Aim of the exercise: Below are the entries; return every line among them that holds the word "Debug".

*** Opening of Data to process ***

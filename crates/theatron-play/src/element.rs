use std::time::Duration;

use url::Url;

use crate::types::TimeRange;

#[derive(Clone, Debug, thiserror::Error)]
#[non_exhaustive]
pub enum ElementError {
    /// The platform refused to start playback without a user gesture.
    #[error("autoplay blocked by policy")]
    AutoplayBlocked,

    #[error("media element failure: {0}")]
    Failed(String),
}

/// Notifications from the underlying media element.
///
/// The embedding layer bridges native player callbacks into
/// [`PlaybackClock::handle_event`](crate::PlaybackClock::handle_event).
#[derive(Clone, Debug)]
#[non_exhaustive]
pub enum ElementEvent {
    /// Metadata parsed; duration is now known.
    MetadataLoaded { duration: Duration },
    /// Periodic position report while the media advances.
    TimeUpdate { position: Duration },
    /// The set of buffered intervals changed.
    BufferedChanged { ranges: Vec<TimeRange> },
    /// The element stalled waiting for data.
    Waiting,
    /// Playback is progressing again.
    Playing,
    /// Enough data to play without stalling.
    CanPlay,
    /// A previously requested seek landed.
    Seeked,
    /// Playback reached the end of the source.
    Ended,
    /// Unrecoverable element error.
    Error { message: String },
}

/// Command surface of the native media element.
///
/// Implementations wrap whatever the platform provides; the clock only
/// issues commands here and receives state back through [`ElementEvent`].
#[cfg_attr(
    any(test, feature = "test-utils"),
    unimock::unimock(api = MediaElementMock)
)]
pub trait MediaElement: Send + Sync {
    /// Bind a new source. Implicitly discards the previous one.
    fn load(&self, url: &Url);

    /// Begin playback. Autoplay-policy refusals come back as
    /// [`ElementError::AutoplayBlocked`].
    fn play(&self) -> Result<(), ElementError>;

    fn pause(&self);

    /// Ask the element to seek. Completion is signalled by
    /// [`ElementEvent::Seeked`].
    fn request_seek(&self, position: Duration);
}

*** Close of Data to process ***

Output below:
#[derive(Clone, Debug, thiserror::Error)]
#[derive(Clone, Debug)]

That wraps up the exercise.